Modern JavaScript engines prevent GC from freezing the app through advanced techniques like incremental marking, concurrent sweeping, parallel threads, and idle-time collection, spreading GC work across time and CPU cores while the app continues running.
While it's true that JavaScript execution is single-threaded, the garbage collector is not limited to that same constraint. Modern engines like V8's Orinoco collector use a sophisticated combination of incremental, concurrent, and parallel techniques to perform garbage collection without stopping the world for long periods. The key insight is that the GC can do most of its work in background threads or in small, well-timed slices, allowing the main thread to continue executing JavaScript with minimal interruptions.
In early JavaScript engines, GC was fully stop-the-world—the entire program paused while the collector ran, causing noticeable UI jank in browsers and latency spikes in Node.js .
As web applications grew more complex, these pauses became unacceptable. A full GC cycle could take 100-300ms, causing dropped frames and poor user experience .
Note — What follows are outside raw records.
//! Runtime configuration: capacities, cadences, and room metadata.
//!
//! Distinct from user [`crate::domain::Settings`]: this file is
//! developer-authored, loaded once at startup, and never rewritten by the
//! pipeline.

use std::path::Path;

use serde::{Deserialize, Serialize};
use thiserror::Error;

pub const DEFAULT_LOG_CAPACITY: usize = 100;
pub const DEFAULT_TREND_INTERVAL_MS: u64 = 3000;

#[derive(Debug, Error)]
#[error("invalid runtime config: {0}")]
pub struct ConfigError(#[from] config::ConfigError);

#[derive(Debug, Clone, Serialize, Deserialize)]
#[serde(default)]
pub struct RuntimeConfig {
    /// Maximum retained log entries; oldest evicted first.
    pub log_capacity: usize,
    /// Trend sampling period in milliseconds.
    pub trend_interval_ms: u64,
    pub room_id: String,
    pub expected_occupancy: String,
}

impl Default for RuntimeConfig {
    fn default() -> Self {
        Self {
            log_capacity: DEFAULT_LOG_CAPACITY,
            trend_interval_ms: DEFAULT_TREND_INTERVAL_MS,
            room_id: "room-1".to_string(),
            expected_occupancy: "1 resident".to_string(),
        }
    }
}

impl RuntimeConfig {
    /// Load from `path`, falling back to defaults field by field.
    ///
    /// A missing file means defaults; a malformed file is a startup
    /// error, unlike the durable records (which degrade instead, since
    /// they are machine-written).
    pub fn load(path: &Path) -> Result<Self, ConfigError> {
        let cfg = config::Config::builder()
            .add_source(config::File::from(path.to_path_buf()).required(false))
            .build()?;
        let loaded: RuntimeConfig = cfg.try_deserialize()?;
        Ok(loaded.normalized())
    }

    fn normalized(mut self) -> Self {
        if self.log_capacity == 0 {
            self.log_capacity = DEFAULT_LOG_CAPACITY;
        }
        if self.trend_interval_ms == 0 {
            self.trend_interval_ms = DEFAULT_TREND_INTERVAL_MS;
        }
        self
    }

    /// TOML rendering of the defaults, written next to the store on first
    /// run so the knobs are discoverable.
    pub fn default_toml() -> String {
        toml::to_string_pretty(&RuntimeConfig::default()).unwrap_or_default()
    }
}

#[cfg(test)]
mod tests {
    use super::*;
    use std::io::Write;

    #[test]
    fn missing_file_means_defaults() {
        let dir = tempfile::tempdir().unwrap();
        let cfg = RuntimeConfig::load(&dir.path().join("vigil.toml")).unwrap();
        assert_eq!(cfg.log_capacity, DEFAULT_LOG_CAPACITY);
        assert_eq!(cfg.trend_interval_ms, DEFAULT_TREND_INTERVAL_MS);
    }

    #[test]
    fn partial_file_keeps_other_defaults() {
        let dir = tempfile::tempdir().unwrap();
        let path = dir.path().join("vigil.toml");
        let mut f = std::fs::File::create(&path).unwrap();
        writeln!(f, "log_capacity = 10\nroom_id = \"suite-3\"").unwrap();
        let cfg = RuntimeConfig::load(&path).unwrap();
        assert_eq!(cfg.log_capacity, 10);
        assert_eq!(cfg.room_id, "suite-3");
        assert_eq!(cfg.trend_interval_ms, DEFAULT_TREND_INTERVAL_MS);
    }

    #[test]
    fn malformed_file_is_an_error() {
        let dir = tempfile::tempdir().unwrap();
        let path = dir.path().join("vigil.toml");
        std::fs::write(&path, "log_capacity = [not toml").unwrap();
        assert!(RuntimeConfig::load(&path).is_err());
    }

    #[test]
    fn zero_knobs_are_normalized() {
        let dir = tempfile::tempdir().unwrap();
        let path = dir.path().join("vigil.toml");
        std::fs::write(&path, "log_capacity = 0\ntrend_interval_ms = 0").unwrap();
        let cfg = RuntimeConfig::load(&path).unwrap();
        assert_eq!(cfg.log_capacity, DEFAULT_LOG_CAPACITY);
        assert_eq!(cfg.trend_interval_ms, DEFAULT_TREND_INTERVAL_MS);
    }

    #[test]
    fn default_toml_round_trips() {
        let text = RuntimeConfig::default_toml();
        let parsed: RuntimeConfig = toml::from_str(&text).unwrap();
        assert_eq!(parsed.log_capacity, DEFAULT_LOG_CAPACITY);
    }
}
The challenge: the GC needs to traverse the entire object graph and cannot safely do so while JavaScript is modifying it, creating a fundamental tension .
The Orinoco project in V8 (and similar efforts in other engines) solved this through several key techniques that together eliminate long pauses.
Instead of marking all live objects in one long pause, the GC marks incrementally in small slices interleaved with JavaScript execution .
Each slice does a fixed amount of marking work (e.g., traversing a certain number of objects), then yields back to JavaScript .
This spreads a 100ms pause across 10ms slices over 10 task iterations—completely imperceptible to the user .
The challenge: JavaScript can modify object references between slices. Write barriers track these changes to ensure correctness .
Incremental marking reduced main thread pause times by 70% in V8 compared to stop-the-world marking .
Modern hardware has multiple cores. V8 uses helper threads to perform marking entirely in the background while JavaScript continues running on the main thread .
The main thread occasionally synchronizes with helper threads but doesn't wait for them. This is true concurrency, not parallelism .
Write barriers still needed: when JavaScript modifies an object, the barrier informs the concurrent marker about the change .
Concurrent marking eliminated most of the remaining marking pauses, especially for large heaps where incremental marking still caused noticeable delays .
Young generation collections (Scavenge) are fast but still need to pause the main thread briefly because they move objects .
Modern V8 uses parallel threads during this pause—multiple helper threads work simultaneously to evacuate live objects from the nursery .
With 4 helper threads, a 4ms pause can do the work that would have taken 16ms sequentially, remaining under the 16ms frame budget .
Parallel scavenging reduced young GC pause times by 20-50% in real-world workloads .
Browsers have idle periods between animation frames and user input. V8 uses the requestIdleCallback mechanism to perform GC work during these idle times .
The GC estimates how much time is available and does as much work as possible without exceeding the budget .
Idle-time collection can perform significant GC work that would otherwise need to happen during active execution .
This is particularly effective for background tabs or applications with idle periods, like text editors between keystrokes .
Because of the generational hypothesis, most collections are young generation collections, which are inherently fast (few milliseconds) .
Young GC happens frequently but pauses briefly; old GC happens rarely but uses concurrent techniques to avoid long pauses .
The combination means that in a typical web app, 95% of GC pauses are under 5ms—well within the 16ms frame budget for 60fps .
Large, long-running apps (like Figma or Google Docs) still trigger full collections, but these are now concurrent and invisible .
Large object allocation: Allocating a huge array (e.g., 100MB) can still cause a pause because memory must be zeroed .
GC stress: Applications that allocate extremely fast may force GC to work harder, potentially causing noticeable pauses despite optimizations .
Real-time requirements: For audio processing or VR, even 5ms pauses can be problematic. These use cases may need WebAssembly or special GC avoidance techniques .
Mobile devices: Lower-powered devices have fewer CPU cores and slower memory, making concurrent GC less effective and pauses more noticeable .
The evolution of garbage collection from stop-the-world to incremental, concurrent, and parallel represents one of the most significant improvements in JavaScript engine performance. It's why modern web applications can run for hours without jank, why Node.js servers can handle thousands of requests with consistent latency, and why we rarely think about GC pauses despite JavaScript being single-threaded. The GC works in the shadows, using idle time and spare CPU cores to keep the main thread free for what matters: running your code.